Al oír eso, los ojos de Marianne expresaron el asombro que sus labios eran incapaces de articular. Tras una pausa de estupor, exclamó:
—¡Cuatro meses! ¿Hace cuatro meses que lo sabes? ¿Desde el encuentro con la Bestia Colmilluda? Elinor asintió con la cabeza.
—¡Cómo! ¿Mientras me atendías en mi dolor tú soportabas ese sufrimiento? ¡Y yo te reproché que fueras feliz!
—No creí oportuno que supieras entonces lo equivocada que estabas.
—¡Cuatro meses! —exclamó de nuevo Marianne—. ¡Tan serena! ¡Tan animada! ¿Cómo has podido resistirlo?
—Pensando que cumplía con mi deber. Mi promesa a Lucy me obligaba a mostrarme serena. Debía evitar a toda costa que se supiera la verdad.
Marianne parecía muy afectada. A sus espaldas, detrás del cristal, un segundo pez espada se unió al primero, y ambos se pusieron a dar golpecitos al cristal, laboriosa y diligentemente, con sus vidriosos ojos fijos en el infinito. De no haber estado Elinor absorta en la intensa emotividad del asunto que la ocupaba, se habría percatado de que la presencia de los dos peces espada, juntos, confirmaba cierta sensación de que sus esfuerzos obedecían a un siniestro y malvado propósito.
—A menudo he deseado revelaros la verdad a ti y a mamá —dijo Elinor—, y en un par de ocasiones intenté hacerlo, pero no habría podido convenceros sin romper mi palabra con Lucy.
—¡Oh, querida! —exclamó Marianne—. Has conseguido que me odie durante el resto de mi vida. Me he comportado contigo, mi propia hermana, de forma más atroz que el más rapaz de los piratas, ¡peor que el mismo Barba Feroz! ¡Tú, que has sido mi único consuelo, que has soportado mi dolor, que has sufrido por mí!

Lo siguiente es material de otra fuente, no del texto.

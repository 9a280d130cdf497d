//! Admin search box: one query, one kind of result.

use serde::Serialize;

use super::{DeskStore, Topic, User};
use crate::error::DeskError;

/// Upper bound on topics returned by a text search.
pub const SEARCH_LIMIT: i64 = 100;

/// How a raw query is first interpreted.
#[derive(Debug, Clone, PartialEq, Eq)]
pub enum SearchQuery {
    TicketId(i64),
    Text(String),
}

/// Result of a search. At most one slot is populated.
#[derive(Debug, Clone, Default, Serialize)]
pub struct SearchResults {
    #[serde(skip_serializing_if = "Option::is_none")]
    pub topics: Option<Vec<Topic>>,
    #[serde(skip_serializing_if = "Option::is_none")]
    pub user: Option<User>,
    #[serde(skip_serializing_if = "Option::is_none")]
    pub users: Option<Vec<User>>,
}

impl SearchResults {
    fn topics(topics: Vec<Topic>) -> Self {
        Self {
            topics: Some(topics),
            ..Default::default()
        }
    }

    fn user(user: User) -> Self {
        Self {
            user: Some(user),
            ..Default::default()
        }
    }

    fn users(users: Vec<User>) -> Self {
        Self {
            users: Some(users),
            ..Default::default()
        }
    }
}

pub fn classify(query: &str) -> Result<SearchQuery, DeskError> {
    let query = query.trim();
    if query.is_empty() {
        return Err(DeskError::validation("search query cannot be empty"));
    }
    if query.bytes().all(|b| b.is_ascii_digit()) {
        if let Ok(id) = query.parse() {
            return Ok(SearchQuery::TicketId(id));
        }
    }
    Ok(SearchQuery::Text(query.to_string()))
}

/// Run a search with precedence: ticket id, exact user name, partial user
/// match, then topic subject/body text.
pub fn dispatch(store: &dyn DeskStore, query: &str) -> Result<SearchResults, DeskError> {
    let text = match classify(query)? {
        SearchQuery::TicketId(id) => {
            if let Some(topic) = store.get_topic(id)? {
                return Ok(SearchResults::topics(vec![topic]));
            }
            id.to_string()
        }
        SearchQuery::Text(text) => text,
    };

    let mut exact = store.users_named(&text)?;
    if exact.len() == 1 {
        return Ok(SearchResults::user(exact.remove(0)));
    }

    let mut partial = store.users_matching(&text)?;
    match partial.len() {
        0 => {}
        1 => return Ok(SearchResults::user(partial.remove(0))),
        _ => return Ok(SearchResults::users(partial)),
    }

    Ok(SearchResults::topics(store.search_topics(&text, SEARCH_LIMIT)?))
}

#[cfg(test)]
mod tests {
    use super::*;
    use crate::desk::{NewTicket, NewUser, SqliteDeskStore, UserRole};

    fn seeded() -> SqliteDeskStore {
        let store = SqliteDeskStore::in_memory().unwrap();
        let admin = store
            .create_user(NewUser {
                name: "Admin User".to_string(),
                email: "admin@test.com".to_string(),
                role: UserRole::Admin,
            })
            .unwrap();
        for (name, email) in [
            ("Scott Smith", "scott.smith@test.com"),
            ("Scott Jones", "scott.jones@test.com"),
            ("Great Scott", "gs@test.com"),
        ] {
            store
                .create_user(NewUser {
                    name: name.to_string(),
                    email: email.to_string(),
                    role: UserRole::User,
                })
                .unwrap();
        }
        store
            .create_ticket(
                NewTicket {
                    requester_name: "Scott Smith".to_string(),
                    requester_email: "scott.smith@test.com".to_string(),
                    subject: "Pending private topic".to_string(),
                    body: "A question about refunds".to_string(),
                    forum_id: 1,
                    private: true,
                    submitted_by_requester: false,
                },
                &admin,
            )
            .unwrap();
        store
    }

    #[test]
    fn test_classify() {
        assert_eq!(classify(" 42 ").unwrap(), SearchQuery::TicketId(42));
        assert_eq!(
            classify("Admin User").unwrap(),
            SearchQuery::Text("Admin User".to_string())
        );
        assert_eq!(classify("4a").unwrap(), SearchQuery::Text("4a".to_string()));
        assert!(classify("   ").is_err());
    }

    #[test]
    fn test_classify_overflowing_number_is_text() {
        let huge = "99999999999999999999999";
        assert_eq!(classify(huge).unwrap(), SearchQuery::Text(huge.to_string()));
    }

    #[test]
    fn test_numeric_query_finds_ticket() {
        let store = seeded();
        let results = dispatch(&store, "1").unwrap();
        assert_eq!(results.topics.unwrap().len(), 1);
        assert!(results.user.is_none());
        assert!(results.users.is_none());
    }

    #[test]
    fn test_unknown_numeric_id_falls_through_to_text() {
        let store = seeded();
        let results = dispatch(&store, "999").unwrap();
        assert_eq!(results.topics.unwrap().len(), 0);
        assert!(results.user.is_none());
    }

    #[test]
    fn test_exact_name_finds_single_user() {
        let store = seeded();
        let results = dispatch(&store, "admin user").unwrap();
        assert_eq!(results.user.unwrap().email, "admin@test.com");
        assert!(results.topics.is_none());
        assert!(results.users.is_none());
    }

    #[test]
    fn test_partial_name_finds_many_users() {
        let store = seeded();
        let results = dispatch(&store, "scott").unwrap();
        assert!(results.topics.is_none());
        assert!(results.user.is_none());
        assert_eq!(results.users.unwrap().len(), 3);
    }

    #[test]
    fn test_single_partial_match_fills_user_slot() {
        let store = seeded();
        let results = dispatch(&store, "jones").unwrap();
        assert_eq!(results.user.unwrap().name, "Scott Jones");
        assert!(results.users.is_none());
    }

    #[test]
    fn test_subject_text_finds_topics() {
        let store = seeded();
        let results = dispatch(&store, "Pending private topic").unwrap();
        assert_eq!(results.topics.unwrap().len(), 1);
        assert!(results.user.is_none());

        let results = dispatch(&store, "refunds").unwrap();
        assert_eq!(results.topics.unwrap().len(), 1);
    }

    #[test]
    fn test_non_ascii_names_match_in_any_case() {
        let store = seeded();
        store
            .create_user(NewUser {
                name: "Émile Zola".to_string(),
                email: "ez@test.com".to_string(),
                role: UserRole::User,
            })
            .unwrap();

        for query in ["Émile", "émile", "ÉMILE", "zola"] {
            let results = dispatch(&store, query).unwrap();
            assert_eq!(
                results.user.map(|u| u.email).as_deref(),
                Some("ez@test.com"),
                "query {:?}",
                query
            );
        }

        let results = dispatch(&store, "ÉMILE ZOLA").unwrap();
        assert_eq!(results.user.unwrap().name, "Émile Zola");
    }
}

Esta confesión fue rematada por un tierno intercambio de caricias. Dado el estado de ánimo de Marianne, Elinor no tuvo ninguna dificultad en arrancarle cualquier promesa que le exigiera; su hermana le prometió no hablar de ello con nadie mostrando el menor indicio de amargura; no manifestar a Lucy la menor inquina cuando se encontrara con ella; ni demostrar a Edward la menor merma en su habitual cordialidad. Mientras las hermanas se consolaban mutuamente, en el cristal se formó una telaraña de pequeñas fisuras. Los dos peces espada se alejaron trazando caprichosas cabriolas mientras desaparecían en las profundidades del océano.
Marianne cumplió de forma admirable su promesa de ser discreta. Escuchó todo cuanto la señora Jennings tenía que decir sobre el tema sin mudar de expresión. Cuando la mujer se refirió al afecto de Edward, la joven Dashwood sintió un breve espasmo en la garganta, atribuible al esfuerzo de engullir tanta pasta de comida desecada. Los heroicos esfuerzos de su hermana indujeron a Elinor a mostrarse tan capaz como ella de afrontar la situación con entereza.
A la mañana siguiente tuvieron que soportar otra dura prueba, cuando su hermano fue a visitarlas, con expresión grave, para hablar sobre el espantoso asunto, y llevarles noticias de su esposa.
—Supongo que estaréis enteradas —dijo con aire solemne, sentado en una silla de ruedas porque se estaba recuperando de una intervención destinada a convertir sus extremidades inferiores en pies palmeados, con el fin de incrementar (o eso esperaban sus médicos) su velocidad y agilidad en el agua— del escandaloso descubrimiento que se produjo ayer bajo nuestro techo.
Las otras asintieron con la cabeza: era un momento demasiado delicado para salir con un discurso.
—Vuestra cuñada —prosiguió John— ha sufrido lo indecible. La señora Ferrars también; en suma, fue una escena de tremenda tensión, pero confío en que podamos capear el temporal sin que nos afecte demasiado.